ABSTRACT

In the one thousand two hundred and twentieth year since the Incarnation of our Lord, as a consequence of our sins, the territory of Jerusalem is being ravaged by many hardships, its crops have been devoured by locusts and mice for four years now, and it is being made desolate by incessant attacks and ambushes by the Saracens, with very many pilgrims and citizens killed. This is why the Patriarch Garmund, a man of dove-like simplicity, and Baldwin, the second king of the Latin community of Jerusalem, a disciple of humility and son of good fortune, attempting through their pious prayers and just deeds to confront the danger threatening the citizenry, and driven by divine inspiration, went into conclave in Nablus, a city of Samaria, in the second year of Baldwin’s reign and of Garmund’s patriarchate, together with the dignitaries of the church and the leading men of the kingdom, to settle the legal basis for that church and the territory, and in face of so pressing a national crisis they established the decrees which we have set out below to discipline a people out of control.
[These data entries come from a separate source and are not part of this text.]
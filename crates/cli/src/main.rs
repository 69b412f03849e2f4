use anyhow::{Context, Result};
use arboard::Clipboard;
use clap::Parser;
use indicatif::{ProgressBar, ProgressStyle};
use screenlens_core::{
    capture::PRE_CAPTURE_DELAY, ui, AnalysisResult, Config, HotkeyListener, NotificationSink,
    Region, ScreenLens,
};
use std::sync::atomic::{AtomicBool, Ordering};
use std::sync::Arc;
use std::time::Duration;
use termimad::crossterm::style::Color;
use termimad::MadSkin;
use tracing_subscriber::EnvFilter;

#[derive(Parser, Debug)]
#[command(author, version, about, long_about = None)]
struct Args {
    /// Prompt to send with the capture
    #[arg(trailing_var_arg = true)]
    prompt: Vec<String>,

    /// Override the model defined in .env
    #[arg(short, long)]
    model: Option<String>,

    /// Copy the result to clipboard automatically
    #[arg(short, long, default_value_t = false)]
    copy: bool,

    /// Skip the selection overlay and capture the whole display
    #[arg(long, default_value_t = false)]
    full: bool,

    /// Select which monitor to capture (with --full)
    #[arg(long, default_value_t = 0)]
    monitor: usize,

    /// List available monitors and exit
    #[arg(long)]
    list_monitors: bool,

    /// Run in the background: hotkey -> overlay -> clipboard + notification
    #[arg(long, default_value_t = false)]
    daemon: bool,

    /// Open the conversation window
    #[arg(long, default_value_t = false)]
    chat: bool,
}

#[tokio::main]
async fn main() -> Result<()> {
    // Setup
    let _ = dotenvy::dotenv();
    tracing_subscriber::fmt()
        .with_env_filter(EnvFilter::try_from_default_env().unwrap_or_else(|_| "warn".into()))
        .init();
    let args = Args::parse();

    // Load config and override model if specified via CLI
    let mut config = Config::load().context("Failed to load configuration")?;
    if let Some(m) = args.model.clone() {
        config.model_name = m;
    }

    // Handle --list-monitors
    if args.list_monitors {
        let app = ScreenLens::with_config(config)
            .context("Failed to initialize screen capturer")?;
        println!("Available monitors:");
        for info in app.list_monitors() {
            println!("{}", info);
        }
        return Ok(());
    }

    if args.daemon {
        return run_daemon(config).await;
    }
    if args.chat {
        return run_chat(config);
    }
    run_once(config, args).await
}

/// One-shot mode: overlay (or full grab), one request, markdown to stdout.
async fn run_once(config: Config, args: Args) -> Result<()> {
    let app = ScreenLens::with_config(config.clone())
        .context("Failed to initialize screen capturer")?;

    let captured = if args.full {
        // Give the user a moment to bring the right window forward.
        tokio::time::sleep(PRE_CAPTURE_DELAY).await;
        app.capture_monitor(args.monitor)
            .context("Failed to capture screen. Try using --list-monitors to check indices")?
    } else {
        match ui::select_region()? {
            Some(region) => app
                .capture(Some(region))
                .context("Failed to capture the selected region")?,
            None => {
                println!("Selection cancelled");
                return Ok(());
            }
        }
    };

    let prompt = args.prompt.join(" ");

    println!(); // Spacer
    let spinner = ProgressBar::new_spinner();
    spinner.set_style(
        ProgressStyle::default_spinner()
            .tick_chars("⠋⠙⠹⠸⠼⠴⠦⠧⠇⠏ ")
            .template("{spinner:.green} {msg}")?,
    );
    spinner.set_message(format!("Analyzing with {}...", config.model_name));
    spinner.enable_steady_tick(Duration::from_millis(100));

    let result = app.analyze(&captured, &prompt).await?;

    spinner.finish_and_clear();

    match result {
        AnalysisResult::Success(response) => {
            // Render Markdown
            print_markdown(&response);

            // Copy to clipboard if requested
            if args.copy {
                match Clipboard::new() {
                    Ok(mut clipboard) => {
                        if let Err(e) = clipboard.set_text(response.clone()) {
                            eprintln!("Warning: Failed to copy to clipboard: {}", e);
                        } else {
                            println!("(Copied to clipboard)");
                        }
                    }
                    Err(e) => eprintln!("Warning: Could not access clipboard: {}", e),
                }
            }
        }
        AnalysisResult::Failure { message, .. } => {
            eprintln!("Analysis failed: {}", message);
        }
    }

    Ok(())
}

/// Daemon mode: global hotkey wakes the resident overlay; each selection is
/// captured, analyzed off the UI thread, and delivered to the clipboard
/// with a notification.
async fn run_daemon(config: Config) -> Result<()> {
    let (hotkey_tx, hotkey_rx) = kanal::bounded(8);
    let mut listener = HotkeyListener::register(&config.hotkey)
        .context("Failed to register the global hotkey")?;
    listener.spawn_listener(hotkey_tx);

    let shutdown = Arc::new(AtomicBool::new(false));
    {
        let shutdown = Arc::clone(&shutdown);
        tokio::spawn(async move {
            if tokio::signal::ctrl_c().await.is_ok() {
                tracing::info!("shutdown requested");
                shutdown.store(true, Ordering::SeqCst);
            }
        });
    }

    let pipeline_config = config.clone();
    let on_region: Arc<dyn Fn(Region) + Send + Sync> = Arc::new(move |region| {
        // Runs on a worker thread, never the UI loop.
        if let Err(e) = analyze_and_deliver(&pipeline_config, region) {
            tracing::error!(error = %e, "capture pipeline failed");
        }
    });

    println!(
        "screenlens daemon running: press {} to capture, Ctrl+C to quit",
        config.hotkey
    );

    ui::run_daemon_overlay(hotkey_rx, on_region, shutdown)?;

    // Drop would also release the hook, but surface a failure if it occurs.
    listener
        .unregister()
        .context("Failed to release the global hotkey")?;
    Ok(())
}

/// Captures one region, asks the model about it with the default prompt,
/// and delivers the outcome clipboard + notification style.
fn analyze_and_deliver(config: &Config, region: Region) -> screenlens_core::Result<()> {
    let app = ScreenLens::with_config(config.clone())?;
    let captured = app.capture(Some(region))?;

    let runtime = tokio::runtime::Builder::new_current_thread()
        .enable_all()
        .build()?;
    let result = runtime.block_on(app.analyze(&captured, ""))?;

    NotificationSink::new("ScreenLens").deliver(&result)
}

/// Chat mode: conversation window, with the global hotkey as an optional
/// extra capture trigger.
fn run_chat(config: Config) -> Result<()> {
    let (hotkey_tx, hotkey_rx) = kanal::bounded(8);
    let listener = match HotkeyListener::register(&config.hotkey) {
        Ok(listener) => {
            listener.spawn_listener(hotkey_tx);
            Some(listener)
        }
        Err(e) => {
            // Feature-fatal only; the window still works without the hotkey.
            tracing::warn!(error = %e, "running without a global hotkey");
            None
        }
    };

    ui::run_chat(config, listener.as_ref().map(|_| hotkey_rx))?;

    drop(listener); // releases the hook
    Ok(())
}

/// Helper to print markdown
fn print_markdown(text: &str) {
    let mut skin = MadSkin::default();
    skin.bold.set_fg(Color::Yellow);
    skin.italic.set_fg(Color::Magenta);
    skin.code_block.set_bg(Color::Rgb { r: 40, g: 40, b: 40 });

    skin.print_text(text);
}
For since at that particular time the people of the aforementioned territory were indulging every form of decadent desire, and in consequence were endangered by the damaging effects of daily misfortunes, there seemed to them to be only one means of escape; to call upon God’s mercy and to impose some legal curbs on the sins of this decadent population, so that with sinful behaviour coming to an end, divine retribution would [likewise] come to an end, as we read happened in the case of the Israelites, and the mercy of God, who seeks not the death but the correction of the sinner, would snatch His repentant sons from the dangerous threat posed by their enemies. The fact is that these enemies, that is to say the Saracens, had, alas, during the summer of the previous year, killed Roger, prince of Antioch and virtually all the Christians in the principality of Antioch whom they had crushed in war, and were making incursions more frequently than usual into the territory of Jerusalem. So much for these matters.